It proposes sweeping reforms that would harshly tighten America’s border controls, and centralise far more power in the president’s hands, including currently independent bodies such as the Department of Justice, the FBI, the Federal Communications Commission and the Federal Trade Commission. 

The policies outlined in the document do not appear to be popular among the American electorate. On 12 July, YouGov published a poll which found only 13% of Americans liked the document, while 39% had somewhat or very unfavourable views about it. Nearly half of all respondents did not know about it.

In that respect, Trump’s own running mate is perhaps that most high-profile politician to give credence to the document by endorsing Roberts, who is president of the Heritage Foundation.

Trump picked Vance a matter of days after surviving an assassination attempt, while still running against Biden, in the midst of a race that was beginning to seem like a foregone conclusion. Almost three weeks later and Vance has proved not only a divisive figure, but one who has opened up whole new avenues of both criticism and mockery from those who think little of the first-term Ohio Senator.

One meme circulated claimed (without any basis in fact) that Vance had, at one point, had sexual intercourse with a couch. This matter was compounded by the Associated Press publishing a factcheck titled “No, JD Vance did not have sex with a couch,” which they then took offline after saying it had not gone through their usual editorial procedure. Needless to say, this was welcomed with much glee by Vance’s opponents.

There was further laughter after an old tweet of Vance suggested that he had been searching the terms “woman” and “dolphin” together on Twitter.

Vance has also been pilloried for past statements relating to women and families, and having referred to certain Democrats such as Kamala Harris and Alexandra Ocasio-Cortez as “childless cat ladies” — an inaccurate statement in itself, as Harris has been a stepmother for over 10 years. He has also made statements suggesting that people with children should have more voting power than those who do not.

Even conservative commentators such as Ben Shapiro have turned on Vance. Discussing the prospective VP this week, Shapiro said: “If you had a time machine, if you go back two weeks, would he have picked JD Vance again? I doubt it.”

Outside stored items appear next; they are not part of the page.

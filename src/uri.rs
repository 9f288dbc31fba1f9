use percent_encoding::{utf8_percent_encode, AsciiSet, NON_ALPHANUMERIC};
use std::path::Path;
use url::Url;

/// Everything except unreserved characters and `/` gets percent-encoded
const PATH_SEGMENT: &AsciiSet = &NON_ALPHANUMERIC
    .remove(b'-')
    .remove(b'_')
    .remove(b'.')
    .remove(b'~')
    .remove(b'/');

/// Convert a filesystem path into a URI reference suitable for a SARIF `artifactLocation`.
///
/// Absolute paths become `file://` URIs. Relative paths have their backslashes replaced with
/// forward slashes and are then percent-encoded, keeping the slashes intact.
///
/// This is a pure string transformation; the filesystem is never consulted.
///
/// ```
/// # use sarif_convert::uri::to_uri;
/// assert_eq!(to_uri(r"src\my app\main.py"), "src/my%20app/main.py");
/// ```
pub fn to_uri<P: AsRef<Path>>(path: P) -> String {
    let path = path.as_ref();
    if path.is_absolute() {
        if let Ok(url) = Url::from_file_path(path) {
            return url.into();
        }
    }
    let posix = path.to_string_lossy().replace('\\', "/");
    utf8_percent_encode(&posix, PATH_SEGMENT).to_string()
}
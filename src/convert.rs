use anyhow::Result;
use std::path::Path;

use crate::extract::{extract_from_file, Extracted};
use crate::issue::{Issue, Metrics, Skip};
use crate::output::{to_json, Destination};
use crate::sarif_report::build_sarif;

/// Build the SARIF document for the given findings and serialize it.
///
/// The serialized document is returned, and is also written to `destination` if one is given.
pub fn report(
    tool_name: &str,
    tool_args: Option<&str>,
    metrics: &Metrics,
    skips: &[Skip],
    issues: &[Issue],
    destination: Option<&Destination>,
) -> Result<String> {
    let sarif = build_sarif(tool_name, tool_args, metrics, skips, issues);
    let serialized = to_json(&sarif)?;

    if let Some(destination) = destination {
        destination.write_document(&serialized)?;
    }
    Ok(serialized)
}

/// Convert a native report file into SARIF.
pub fn convert_file(
    tool_name: &str,
    tool_args: Option<&str>,
    report_file: &Path,
    destination: Option<&Destination>,
) -> Result<String> {
    let Extracted {
        issues,
        metrics,
        skips,
    } = extract_from_file(tool_name, report_file)?;
    report(tool_name, tool_args, &metrics, &skips, &issues, destination)
}
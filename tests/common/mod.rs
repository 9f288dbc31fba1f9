//! Integration Test Utilities and Common Code

#![allow(dead_code)]

use indoc::indoc;

pub use assert_cmd::prelude::*;
pub use assert_fs::prelude::*;
pub use assert_fs::{fixture::ChildPath, TempDir};
pub use insta::assert_snapshot;
pub use predicates::prelude::*;
pub use predicates::str::{contains, is_empty, RegexPredicate};
pub use serde_json::{json, Value};
pub use std::path::Path;
pub use std::process::Command;

/// Build a `Command` for the `sarif-convert` crate binary with variadic command-line arguments.
///
/// The arguments can be anything that is allowed by `Command::arg`.
#[macro_export]
macro_rules! sarif_convert {
    ( $( $arg:expr ),* ) => {
        {
            let mut cmd = sarif_convert_cmd();
            $(
                cmd.arg($arg);
            )*
            cmd
        }
    }
}

/// Build an `assert_cmd::assert::Assert` by calling `sarif_convert!(args).assert().success()`.
#[macro_export]
macro_rules! sarif_convert_success {
    ( $( $arg:expr ),* ) => { sarif_convert!($( $arg ),*).assert().success() }
}

/// Build an `assert_cmd::assert::Assert` by calling `sarif_convert!(args).assert().failure()`.
#[macro_export]
macro_rules! sarif_convert_failure {
    ( $( $arg:expr ),* ) => { sarif_convert!($( $arg ),*).assert().failure() }
}

// make macros easily visible to other modules
pub use {sarif_convert, sarif_convert_failure, sarif_convert_success};

/// Build a `Command` for the `sarif-convert` crate binary.
pub fn sarif_convert_cmd() -> Command {
    let mut cmd = Command::cargo_bin("sarif-convert").expect("sarif-convert should be executable");
    cmd.env_remove("SARIF_CONVERT_TOOL")
        .env_remove("SARIF_CONVERT_TOOL_ARGS")
        .env_remove("SARIF_CONVERT_LOG");
    cmd
}

/// Create a `RegexPredicate` from the given pattern.
pub fn is_match(pat: &str) -> RegexPredicate {
    predicates::str::is_match(pat).expect("pattern should compile")
}

/// Parse command output as JSON.
pub fn parse_json(bytes: &[u8]) -> Value {
    serde_json::from_slice(bytes).expect("output should be valid JSON")
}

/// A type to represent a mock conversion environment for testing `sarif-convert`.
pub struct ConvertEnv {
    pub root: TempDir,
}

impl ConvertEnv {
    /// Create a new mock conversion environment.
    pub fn new() -> Self {
        let root = TempDir::new().expect("should be able to create tempdir");
        Self { root }
    }

    /// Create a report file within this environment with the given name and contents.
    pub fn report_file(&self, name: &str, contents: &str) -> ChildPath {
        let report = self.root.child(name);
        report
            .write_str(contents)
            .expect("should be able to write report file");
        assert!(report.is_file());
        report
    }

    /// Create a NodeJsScan-style JSON report with three issues from two rules.
    pub fn nodejsscan_report(&self, name: &str) -> ChildPath {
        let contents = indoc! {r#"
            {
              "sec_issues": {
                "Weak Hash": [
                  {
                    "title": "Weak Hash used - MD5",
                    "description": "MD5 is a a weak hash which is known to have collision.",
                    "line": 10,
                    "lines": "const a = 1;\nconst h = md5(a);\nconsole.log(h);",
                    "path": "src\\lib\\hash one.js",
                    "issue_severity": "MEDIUM",
                    "issue_confidence": "HIGH"
                  },
                  {
                    "title": "Weak Hash used - MD5",
                    "description": "MD5 is a a weak hash which is known to have collision.",
                    "line": 3,
                    "lines": "md5(b)",
                    "path": "src/other.js",
                    "issue_severity": "MEDIUM",
                    "issue_confidence": "HIGH"
                  }
                ],
                "Eval": {
                  "title": "eval() with user input",
                  "description": "User controlled data in eval() can result in Server Side Injection.",
                  "line": 7,
                  "lines": "eval(req.query.x)",
                  "path": "src/server.js",
                  "issue_severity": "HIGH",
                  "issue_confidence": "LOW"
                }
              },
              "total_count": {"sec": 3, "good": 0},
              "vuln_count": {"Weak Hash": 2, "Eval": 1},
              "files": []
            }
        "#};
        self.report_file(name, contents)
    }

    /// Create a name for a child entry within this mock environment.
    ///
    /// The filesystem is not touched by this function; this merely produces a `ChildPath`.
    pub fn child(&self, name: &str) -> ChildPath {
        self.root.child(name)
    }
}
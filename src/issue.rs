use anyhow::{bail, Result};
use serde::{Deserialize, Serialize};
use serde_json::{Map, Value};

/// Scalar run metrics, copied opaquely into `runs[0].properties.metrics`
pub type Metrics = Map<String, Value>;

// -------------------------------------------------------------------------------------------------
// Issue
// -------------------------------------------------------------------------------------------------
/// A single finding reported by an upstream scanning tool.
///
/// Scanners spell their fields in different ways; every representation is funneled through
/// [`Issue::from_mapping`], including `Deserialize`, so the rest of the crate sees one shape.
#[derive(Debug, Clone, PartialEq, Eq, Deserialize, Serialize)]
#[serde(try_from = "Map<String, Value>")]
pub struct Issue {
    /// Path of the file the finding is in
    pub filename: String,

    /// 1-based line number where the finding starts, at most `i64::MAX`
    pub line_number: u64,

    /// The offending source lines, separated by `\n`
    pub code: String,

    /// Human-readable description of the finding
    pub issue_text: String,

    /// Usually one of `HIGH`, `MEDIUM`, or `LOW`, but kept verbatim
    pub issue_severity: Option<String>,

    /// The scanner's confidence in the finding, kept verbatim
    pub issue_confidence: Option<String>,

    /// Identifier of the rule that produced the finding
    pub test_id: String,

    /// Display name of the rule that produced the finding
    pub test_name: String,
}

const FILENAME_KEYS: &[&str] = &["filename", "path", "fname", "file"];
const LINE_NUMBER_KEYS: &[&str] = &["line_number", "line", "lineno"];
const CODE_KEYS: &[&str] = &["code", "lines", "snippet"];
const ISSUE_TEXT_KEYS: &[&str] = &["issue_text", "description", "message"];
const SEVERITY_KEYS: &[&str] = &["issue_severity", "severity"];
const CONFIDENCE_KEYS: &[&str] = &["issue_confidence", "confidence"];
const TEST_ID_KEYS: &[&str] = &["test_id", "rule_id"];
const TEST_NAME_KEYS: &[&str] = &["test_name", "title", "rule_name"];

impl Issue {
    /// Normalize a raw issue mapping into an `Issue`.
    ///
    /// The canonical keys (those produced by [`Issue::as_dict`]) are looked up first, followed by
    /// the spellings NodeJsScan uses, e.g. `path`, `line`, `lines`, `title`, and `description`.
    /// Missing text fields become empty strings, a missing line number becomes 1, and a missing
    /// `test_id` falls back to the test name.
    pub fn from_mapping(data: &Map<String, Value>) -> Result<Self> {
        let test_name = lookup_string(data, TEST_NAME_KEYS).unwrap_or_default();
        let test_id = lookup_string(data, TEST_ID_KEYS).unwrap_or_else(|| test_name.clone());

        Ok(Issue {
            filename: lookup_string(data, FILENAME_KEYS).unwrap_or_default(),
            line_number: lookup_line_number(data)?.unwrap_or(1),
            code: lookup_string(data, CODE_KEYS).unwrap_or_default(),
            issue_text: lookup_string(data, ISSUE_TEXT_KEYS).unwrap_or_default(),
            issue_severity: lookup_string(data, SEVERITY_KEYS),
            issue_confidence: lookup_string(data, CONFIDENCE_KEYS),
            test_id,
            test_name,
        })
    }

    /// Normalize an arbitrary JSON value, which must be an object.
    pub fn from_value(value: &Value) -> Result<Self> {
        match value {
            Value::Object(data) => Self::from_mapping(data),
            other => bail!("Expected an issue object, found {}", json_type_name(other)),
        }
    }

    /// The canonical mapping representation of this issue.
    pub fn as_dict(&self) -> Map<String, Value> {
        let mut m = Map::new();
        m.insert("filename".into(), self.filename.clone().into());
        m.insert("line_number".into(), self.line_number.into());
        m.insert("code".into(), self.code.clone().into());
        m.insert("issue_text".into(), self.issue_text.clone().into());
        m.insert("issue_severity".into(), self.issue_severity.clone().into());
        m.insert("issue_confidence".into(), self.issue_confidence.clone().into());
        m.insert("test_id".into(), self.test_id.clone().into());
        m.insert("test_name".into(), self.test_name.clone().into());
        m
    }

    /// The lines of `code`, split on `\n`.
    ///
    /// A trailing newline yields a trailing empty line, so this always has at least one element.
    pub fn code_lines(&self) -> Vec<&str> {
        self.code.split('\n').collect()
    }
}

impl TryFrom<Map<String, Value>> for Issue {
    type Error = anyhow::Error;

    fn try_from(data: Map<String, Value>) -> Result<Self> {
        Self::from_mapping(&data)
    }
}

fn lookup<'a>(data: &'a Map<String, Value>, keys: &[&str]) -> Option<&'a Value> {
    keys.iter()
        .filter_map(|k| data.get(*k))
        .find(|v| !v.is_null())
}

/// Look up the first present key, rendering non-string scalars as text.
fn lookup_string(data: &Map<String, Value>, keys: &[&str]) -> Option<String> {
    lookup(data, keys).map(|v| match v {
        Value::String(s) => s.clone(),
        other => other.to_string(),
    })
}

fn lookup_line_number(data: &Map<String, Value>) -> Result<Option<u64>> {
    let v = match lookup(data, LINE_NUMBER_KEYS) {
        None => return Ok(None),
        Some(v) => v,
    };
    let n = match v {
        Value::Number(n) => n.as_u64(),
        Value::String(s) => s.trim().parse::<u64>().ok(),
        _ => None,
    };
    match n {
        Some(n) if n >= 1 && i64::try_from(n).is_ok() => Ok(Some(n)),
        _ => bail!(
            "Invalid line number {v}: expected a positive integer no larger than {}",
            i64::MAX
        ),
    }
}

fn json_type_name(v: &Value) -> &'static str {
    match v {
        Value::Null => "null",
        Value::Bool(_) => "a boolean",
        Value::Number(_) => "a number",
        Value::String(_) => "a string",
        Value::Array(_) => "an array",
        Value::Object(_) => "an object",
    }
}

// -------------------------------------------------------------------------------------------------
// Skip
// -------------------------------------------------------------------------------------------------
/// A file the upstream tool declined to scan.
#[derive(Debug, Clone, PartialEq, Eq, Deserialize, Serialize)]
pub struct Skip {
    pub file_name: String,
    pub reason: String,
}

impl Skip {
    pub fn new<S1: Into<String>, S2: Into<String>>(file_name: S1, reason: S2) -> Self {
        Skip {
            file_name: file_name.into(),
            reason: reason.into(),
        }
    }
}

impl<S1: Into<String>, S2: Into<String>> From<(S1, S2)> for Skip {
    fn from((file_name, reason): (S1, S2)) -> Self {
        Skip::new(file_name, reason)
    }
}
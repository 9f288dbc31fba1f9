//! Fixed values shared by the extractor and the SARIF builder

/// The SARIF 2.1.0 schema URI recorded in the `$schema` field of every generated document
pub static SARIF_SCHEMA_URI: &str =
    "https://raw.githubusercontent.com/oasis-tcs/sarif-spec/master/Schemata/sarif-schema-2.1.0.json";

/// `strftime`-style format of the invocation end time, e.g. `2023-04-01T12:30:00Z`
pub static END_TIME_FORMAT: &str = "%Y-%m-%dT%H:%M:%SZ";

/// The only report file suffix the extractor parses
pub static REPORT_SUFFIX: &str = "json";
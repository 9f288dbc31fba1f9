use anyhow::{Context, Result};
use tracing::debug;

use sarif_convert::convert_file;

use crate::args::{ConvertArgs, GlobalArgs};

pub fn run(_global_args: &GlobalArgs, args: &ConvertArgs) -> Result<()> {
    let destination = args.output_args.destination();
    debug!("Converting {} report {} to {destination}", args.tool, args.report.display());

    let result = convert_file(
        &args.tool,
        args.tool_args.as_deref(),
        &args.report,
        Some(&destination),
    );
    match result {
        Ok(_serialized) => Ok(()),
        Err(e) => match e.downcast_ref::<std::io::Error>() {
            // Ignore SIGPIPE errors, like those that can come from piping to `head`
            Some(e) if e.kind() == std::io::ErrorKind::BrokenPipe => Ok(()),
            _ => Err(e).with_context(|| format!("Failed to convert {}", args.report.display())),
        },
    }
}
use anyhow::{Context, Result};
use serde_sarif::sarif;
use std::fs::File;
use std::io::{stdout, BufWriter, Write};
use std::path::{Path, PathBuf};
use tracing::info;

// -------------------------------------------------------------------------------------------------
// Destination
// -------------------------------------------------------------------------------------------------
/// Where a serialized SARIF document gets written
#[derive(Debug, Clone, PartialEq, Eq)]
pub enum Destination {
    Stdout,
    File(PathBuf),
}

impl Destination {
    /// Use the given path, or stdout if there is none or it is `-`.
    pub fn from_path_or_stdout<P: AsRef<Path>>(path: Option<P>) -> Self {
        match path {
            Some(p) if p.as_ref() != Path::new("-") => Destination::File(p.as_ref().to_owned()),
            _ => Destination::Stdout,
        }
    }

    /// Get a buffered writer for this destination, creating or truncating a named file.
    pub fn get_writer(&self) -> std::io::Result<Box<dyn Write>> {
        match self {
            Destination::Stdout => Ok(Box::new(BufWriter::new(stdout()))),
            Destination::File(p) => {
                let f = File::create(p)?;
                Ok(Box::new(BufWriter::new(f)))
            }
        }
    }

    /// Write a serialized document followed by a newline.
    ///
    /// When writing to a named file, its path is logged once the write has completed.
    pub fn write_document(&self, serialized: &str) -> Result<()> {
        let mut writer = self
            .get_writer()
            .with_context(|| format!("Failed to open {self} for writing"))?;
        writeln!(writer, "{serialized}")?;
        writer.flush()?;

        if let Destination::File(p) = self {
            info!("SARIF output written to file: {}", p.display());
        }
        Ok(())
    }
}

impl std::fmt::Display for Destination {
    fn fmt(&self, f: &mut std::fmt::Formatter<'_>) -> std::fmt::Result {
        match self {
            Destination::Stdout => write!(f, "stdout"),
            Destination::File(p) => write!(f, "{}", p.display()),
        }
    }
}

/// Serialize a SARIF document as pretty-printed JSON.
pub fn to_json(sarif: &sarif::Sarif) -> Result<String> {
    serde_json::to_string_pretty(sarif).context("Failed to serialize SARIF document")
}
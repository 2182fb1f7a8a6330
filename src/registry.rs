//! In-process dataset registry and the registration gateway.
//!
//! Each `(kind, name)` owns a slot holding a small state machine:
//!
//! ```text
//!  Pending{loader} ──first load()──► Loading ──► Ready{dataset}
//!                                          └───► Failed{error}
//! ```
//!
//! The loader runs at most once. Concurrent `load()` calls wait on the slot
//! until the first one finishes.

use std::collections::HashMap;
use std::panic::{catch_unwind, AssertUnwindSafe};
use std::sync::Arc;
use std::thread::{self, JoinHandle};

use parking_lot::{Condvar, Mutex, RwLock};

use crate::data::model::{Dataset, Provenance};
use crate::error::DuplicateNameError;

/// Materializes a dataset on first access. Captures only owned data.
pub type Loader = Box<dyn FnOnce() -> anyhow::Result<Dataset> + Send + 'static>;

// ---------------------------------------------------------------------------
// Slot state
// ---------------------------------------------------------------------------

enum SlotState {
    Pending(Loader),
    Loading,
    Ready(Arc<Dataset>),
    Failed(String),
}

#[derive(Debug, Clone, Copy, PartialEq, Eq)]
pub enum LoadStatus {
    Pending,
    Loading,
    Ready,
    Failed,
}

struct Slot {
    state: Mutex<SlotState>,
    settled: Condvar,
}

impl Slot {
    fn new(loader: Loader) -> Self {
        Slot {
            state: Mutex::new(SlotState::Pending(loader)),
            settled: Condvar::new(),
        }
    }

    fn status(&self) -> LoadStatus {
        match &*self.state.lock() {
            SlotState::Pending(_) => LoadStatus::Pending,
            SlotState::Loading => LoadStatus::Loading,
            SlotState::Ready(_) => LoadStatus::Ready,
            SlotState::Failed(_) => LoadStatus::Failed,
        }
    }
}

// ---------------------------------------------------------------------------
// DatasetHandle
// ---------------------------------------------------------------------------

/// A registered dataset, identified by `(kind, name)`.
#[derive(Clone)]
pub struct DatasetHandle {
    kind: String,
    name: String,
    slot: Arc<Slot>,
}

impl std::fmt::Debug for DatasetHandle {
    fn fmt(&self, f: &mut std::fmt::Formatter<'_>) -> std::fmt::Result {
        f.debug_struct("DatasetHandle")
            .field("kind", &self.kind)
            .field("name", &self.name)
            .field("status", &self.status())
            .finish()
    }
}

impl DatasetHandle {
    pub fn kind(&self) -> &str {
        &self.kind
    }

    pub fn name(&self) -> &str {
        &self.name
    }

    pub fn status(&self) -> LoadStatus {
        self.slot.status()
    }

    /// Relative path under which the explorer shows this dataset.
    pub fn navigation_path(&self) -> String {
        format!(
            "/explorer?ds_kind={}&ds_name={}",
            url_escape(&self.kind),
            url_escape(&self.name)
        )
    }

    /// Materialize the dataset, running the loader if nobody has yet.
    ///
    /// Blocks while another caller is loading the same slot.
    pub fn load(&self) -> Result<Arc<Dataset>, String> {
        let mut state = self.slot.state.lock();
        loop {
            match std::mem::replace(&mut *state, SlotState::Loading) {
                SlotState::Pending(loader) => {
                    drop(state);
                    let outcome = run_loader(loader);
                    let mut state = self.slot.state.lock();
                    *state = match &outcome {
                        Ok(dataset) => SlotState::Ready(Arc::clone(dataset)),
                        Err(e) => {
                            log::error!("loading {} [{}] failed: {e}", self.name, self.kind);
                            SlotState::Failed(e.clone())
                        }
                    };
                    self.slot.settled.notify_all();
                    return outcome;
                }
                SlotState::Loading => {
                    self.slot.settled.wait(&mut state);
                }
                SlotState::Ready(dataset) => {
                    *state = SlotState::Ready(Arc::clone(&dataset));
                    return Ok(dataset);
                }
                SlotState::Failed(e) => {
                    *state = SlotState::Failed(e.clone());
                    return Err(e);
                }
            }
        }
    }

    /// Materialize on a worker thread so the caller is never blocked.
    pub fn load_in_background(&self) -> JoinHandle<Result<Arc<Dataset>, String>> {
        let handle = self.clone();
        thread::spawn(move || handle.load())
    }
}

fn run_loader(loader: Loader) -> Result<Arc<Dataset>, String> {
    match catch_unwind(AssertUnwindSafe(loader)) {
        Ok(Ok(dataset)) => Ok(Arc::new(dataset)),
        Ok(Err(e)) => Err(format!("{e:#}")),
        Err(_) => Err("dataset loader panicked".to_string()),
    }
}

/// Percent-encode everything outside the unreserved set (and `/`).
fn url_escape(s: &str) -> String {
    let mut out = String::with_capacity(s.len());
    for b in s.bytes() {
        match b {
            b'A'..=b'Z' | b'a'..=b'z' | b'0'..=b'9' | b'-' | b'_' | b'.' | b'~' | b'/' => {
                out.push(b as char)
            }
            _ => out.push_str(&format!("%{b:02X}")),
        }
    }
    out
}

// ---------------------------------------------------------------------------
// DatasetRegistry
// ---------------------------------------------------------------------------

/// Arena of dataset slots keyed by `(kind, name)`.
#[derive(Default)]
pub struct DatasetRegistry {
    slots: RwLock<HashMap<(String, String), Arc<Slot>>>,
}

impl DatasetRegistry {
    pub fn new() -> Self {
        Self::default()
    }

    /// Whether `(kind, name)` is taken. Failed slots do not count.
    pub fn contains(&self, kind: &str, name: &str) -> bool {
        self.slots
            .read()
            .get(&(kind.to_string(), name.to_string()))
            .is_some_and(|slot| slot.status() != LoadStatus::Failed)
    }

    /// Register a dataset under `(kind, name)` without running its loader.
    ///
    /// The collision check and the insertion happen under one write lock.
    pub fn register(
        &self,
        kind: &str,
        name: &str,
        loader: Loader,
    ) -> Result<DatasetHandle, DuplicateNameError> {
        let key = (kind.to_string(), name.to_string());
        let mut slots = self.slots.write();
        if let Some(existing) = slots.get(&key) {
            if existing.status() != LoadStatus::Failed {
                return Err(DuplicateNameError {
                    kind: key.0,
                    name: key.1,
                });
            }
            log::warn!("replacing failed dataset {name} [{kind}]");
        }
        let slot = Arc::new(Slot::new(loader));
        slots.insert(key, Arc::clone(&slot));
        log::info!("registered dataset {name} [{kind}]");
        Ok(DatasetHandle {
            kind: kind.to_string(),
            name: name.to_string(),
            slot,
        })
    }

    pub fn get(&self, kind: &str, name: &str) -> Option<DatasetHandle> {
        self.slots
            .read()
            .get(&(kind.to_string(), name.to_string()))
            .map(|slot| DatasetHandle {
                kind: kind.to_string(),
                name: name.to_string(),
                slot: Arc::clone(slot),
            })
    }

    /// Names registered under `kind`, sorted.
    pub fn names(&self, kind: &str) -> Vec<String> {
        let mut names: Vec<String> = self
            .slots
            .read()
            .keys()
            .filter(|(k, _)| k == kind)
            .map(|(_, n)| n.clone())
            .collect();
        names.sort();
        names
    }
}

// ---------------------------------------------------------------------------
// Registration gateway
// ---------------------------------------------------------------------------

/// Hand a finished dataset to the registry.
///
/// The deferred loader owns the dataset and stamps the user-upload provenance
/// (`is_public = false`, `user_added = true`, `description`) when it runs.
pub fn publish(
    registry: &DatasetRegistry,
    kind: &str,
    name: &str,
    dataset: Dataset,
    description: String,
) -> Result<DatasetHandle, DuplicateNameError> {
    let loader: Loader = Box::new(move || -> anyhow::Result<Dataset> {
        let mut dataset = dataset;
        *dataset.provenance_mut() = Provenance::user_upload(description);
        Ok(dataset)
    });
    registry.register(kind, name, loader)
}
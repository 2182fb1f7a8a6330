/// Data layer: core types, decoding, alignment and resampling.
///
/// Architecture:
/// ```text
///  spectrum file   metadata CSV      ZIP archive
///        │              │                 │
///        ▼              ▼                 ▼
///   ┌────────┐     ┌──────────┐     ┌─────────┐
///   │ parser │     │ metadata │     │ archive │   bytes → typed values
///   └────────┘     └──────────┘     └─────────┘
///        │              │
///        ▼              ▼
///   ┌─────────────────────────┐
///   │  align                  │  metadata keys × spectrum keys → row order
///   └─────────────────────────┘
///        │
///        ▼
///   ┌──────────┐
///   │ resample │  crop, or interpolate onto one uniform axis
///   └──────────┘
/// ```

pub mod align;
pub mod archive;
pub mod metadata;
pub mod model;
pub mod parser;
pub mod resample;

Harris’ ascension to the nomination (which is not technically confirmed just yet but, let’s face it) has upended the race in more ways than one. Since Biden dropped out and threw his endorsement her way, she raised a staggering $200m in donations and narrowed the polling gaps that had been widening between Trump and Biden. 

The former California senator has a perceived advantage with younger voters, women voters and voters of colour. She has also courted celebrity endorsements, including rapper Megan Thee Stallion who appeared at a Harris rally in the pivotal state of Georgia last night. Popstar Charli XCX also made headlines when she tweeted “kamala IS brat,” a potentially confusing statement depending on your level of pop culture exposure, explained in full here.

Trump’s lack of appeal to voters of colour was highlighted this week when he appeared onstage as a guest at the National Association of Black Journalists’ conference and made several false statements pertaining to Harris’ ethnicity.

“She was Indian all the way, and then all of a sudden she made a turn and she became a Black person,” Trump said, even though Harris attended a historically black college, joined a historically black sorority, and has always publicly identified as black. Trump also told the audience that immigrants were taking “black jobs” to disbelieving laughter and gasps. Asked to clarify what he meant by a “black job,” Trump said: “A black job is… anybody who has a job.”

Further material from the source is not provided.